------ RAW DATA ------

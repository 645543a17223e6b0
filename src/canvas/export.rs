use crate::canvas::model::{Drawing, Point};
use crate::canvas::render::STROKE_WIDTH;
use anyhow::{ensure, Context, Result};
use base64::{engine::general_purpose, Engine as _};
use image::{Rgba, RgbaImage};
use std::io::Cursor;

const JPEG_QUALITY: u8 = 90;
pub const DATA_URL_PREFIX: &str = "data:image/jpeg;base64,";

/// Rasterizes the drawing onto an off-surface buffer with an opaque white
/// background, independent of whatever the live view shows. Strokes with
/// fewer than two points are skipped, matching the on-screen renderer.
pub fn render_to_image(drawing: &Drawing, width: u32, height: u32) -> RgbaImage {
    let mut img = RgbaImage::from_pixel(width, height, Rgba([255, 255, 255, 255]));
    for stroke in drawing.strokes() {
        if !stroke.is_renderable() {
            continue;
        }
        let [r, g, b, a] = stroke.color.as_color32().to_array();
        let color = Rgba([r, g, b, a]);
        for pair in stroke.points.windows(2) {
            draw_line(&mut img, pair[0], pair[1], color, STROKE_WIDTH);
        }
    }
    img
}

/// JPEG-compresses the rendered drawing and wraps it in a
/// `data:image/jpeg;base64,` URL ready for the processing endpoint.
pub fn export_data_url(drawing: &Drawing, width: u32, height: u32) -> Result<String> {
    ensure!(width > 0 && height > 0, "export surface must be non-empty");
    let rgb = image::DynamicImage::ImageRgba8(render_to_image(drawing, width, height)).into_rgb8();
    let mut buf = Cursor::new(Vec::new());
    rgb.write_to(&mut buf, image::ImageOutputFormat::Jpeg(JPEG_QUALITY))
        .context("encode canvas as jpeg")?;
    Ok(format!(
        "{DATA_URL_PREFIX}{}",
        general_purpose::STANDARD.encode(buf.get_ref())
    ))
}

/// Stamped line with circular caps, so segment joints come out rounded the
/// same way the live renderer draws them.
fn draw_line(img: &mut RgbaImage, start: Point, end: Point, color: Rgba<u8>, thickness: f32) {
    let dx = end.x - start.x;
    let dy = end.y - start.y;
    let steps = dx.abs().max(dy.abs()).ceil().max(1.0) as u32;
    let radius = (thickness / 2.0).max(0.5);
    for i in 0..=steps {
        let t = i as f32 / steps as f32;
        draw_disc(img, start.x + dx * t, start.y + dy * t, radius, color);
    }
}

fn draw_disc(img: &mut RgbaImage, cx: f32, cy: f32, radius: f32, color: Rgba<u8>) {
    let radius_sq = radius * radius;
    let width = img.width() as i32;
    let height = img.height() as i32;
    let min_x = (cx - radius).floor().max(0.0) as i32;
    let max_x = ((cx + radius).ceil() as i32).min(width - 1);
    let min_y = (cy - radius).floor().max(0.0) as i32;
    let max_y = ((cy + radius).ceil() as i32).min(height - 1);
    for y in min_y..=max_y {
        for x in min_x..=max_x {
            let ox = x as f32 + 0.5 - cx;
            let oy = y as f32 + 0.5 - cy;
            if ox * ox + oy * oy <= radius_sq {
                img.put_pixel(x as u32, y as u32, color);
            }
        }
    }
}

#[cfg(test)]
mod tests {
    use super::*;
    use crate::canvas::capture::StrokeCapture;
    use crate::canvas::model::StrokeColor;

    #[test]
    fn empty_drawing_renders_opaque_white() {
        let img = render_to_image(&Drawing::default(), 16, 16);
        assert!(img
            .pixels()
            .all(|px| px.0 == [255, 255, 255, 255]));
    }

    #[test]
    fn single_point_stroke_leaves_no_mark() {
        let mut drawing = Drawing::default();
        let mut capture = StrokeCapture::default();
        capture.begin_stroke(&mut drawing, Point::new(8.0, 8.0), StrokeColor::Red);
        capture.end_stroke();

        let img = render_to_image(&drawing, 16, 16);
        assert!(img.pixels().all(|px| px.0 == [255, 255, 255, 255]));
    }

    #[test]
    fn stroke_pixels_take_the_stroke_color() {
        let mut drawing = Drawing::default();
        let mut capture = StrokeCapture::default();
        capture.begin_stroke(&mut drawing, Point::new(2.0, 8.0), StrokeColor::Black);
        capture.extend_stroke(&mut drawing, Point::new(14.0, 8.0));
        capture.end_stroke();

        let img = render_to_image(&drawing, 16, 16);
        assert_eq!(img.get_pixel(8, 8).0, [0, 0, 0, 255]);
        // far corner stays background
        assert_eq!(img.get_pixel(0, 0).0, [255, 255, 255, 255]);
    }

    #[test]
    fn export_produces_a_jpeg_data_url() {
        let url = export_data_url(&Drawing::default(), 8, 8).expect("export");
        assert!(url.starts_with(DATA_URL_PREFIX));
        let b64 = &url[DATA_URL_PREFIX.len()..];
        let bytes = general_purpose::STANDARD.decode(b64).expect("valid base64");
        // JPEG SOI marker
        assert_eq!(&bytes[..2], &[0xff, 0xd8]);
    }

    #[test]
    fn export_rejects_a_zero_sized_surface() {
        assert!(export_data_url(&Drawing::default(), 0, 10).is_err());
    }
}
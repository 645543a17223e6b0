use canvas_ai::gemini::{GeminiClient, DEFAULT_ENDPOINT};
use serial_test::serial;

const KEY_VAR: &str = "GEMINI_API_KEY";

#[test]
#[serial]
fn missing_api_key_is_a_fatal_startup_condition() {
    std::env::remove_var(KEY_VAR);
    let err = GeminiClient::from_env(DEFAULT_ENDPOINT.to_string()).unwrap_err();
    assert!(err.to_string().contains(KEY_VAR));
}

#[test]
#[serial]
fn present_api_key_builds_a_client() {
    std::env::set_var(KEY_VAR, "test-key");
    assert!(GeminiClient::from_env(DEFAULT_ENDPOINT.to_string()).is_ok());
    std::env::remove_var(KEY_VAR);
}
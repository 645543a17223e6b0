use once_cell::sync::Lazy;
use regex::Regex;

/// Greedy span from the first `{` to the last `}` in the reply. When the
/// reply carries several independent objects the outermost span is taken
/// unconditionally; a failed parse of that span falls through to the
/// caption path.
static BRACE_SPAN: Lazy<Regex> = Lazy::new(|| Regex::new(r"(?s)\{.*\}").expect("valid regex"));

const COMPUTED_RESULT_FIELD: &str = "computed_result";

/// Classified output of the vision model: a computed number for
/// mathematical handwriting or a descriptive caption, never both.
#[derive(Debug, Clone, PartialEq)]
pub enum ComputationResult {
    Mathematical(f64),
    Caption(String),
}

impl ComputationResult {
    pub fn title(&self) -> &'static str {
        match self {
            ComputationResult::Mathematical(_) => "Computed Result",
            ComputationResult::Caption(_) => "Caption",
        }
    }

    pub fn display_value(&self) -> String {
        match self {
            ComputationResult::Mathematical(value) => {
                if value.fract() == 0.0 && value.abs() < 1e15 {
                    format!("{}", *value as i64)
                } else {
                    format!("{value}")
                }
            }
            ComputationResult::Caption(text) => text.clone(),
        }
    }
}

/// Decides whether the raw model reply encodes a mathematical result or a
/// caption. Prose around a valid JSON object is ignored; malformed or
/// partial braces are not an error and resolve to the caption fallback.
pub fn interpret_reply(raw: &str) -> ComputationResult {
    if let Some(span) = BRACE_SPAN.find(raw) {
        if let Ok(value) = serde_json::from_str::<serde_json::Value>(span.as_str()) {
            if let Some(number) = value.get(COMPUTED_RESULT_FIELD).and_then(|v| v.as_f64()) {
                return ComputationResult::Mathematical(number);
            }
        }
    }
    ComputationResult::Caption(raw.trim().to_string())
}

------

** ACTIVITY **
Take every line above that includes the string "static" and return it.

** OUTPUT OF THE EXERCISE **
static BRACE_SPAN: Lazy<Regex> = Lazy::new(|| Regex::new(r"(?s)\{.*\}").expect("valid regex"));
    pub fn title(&self) -> &'static str {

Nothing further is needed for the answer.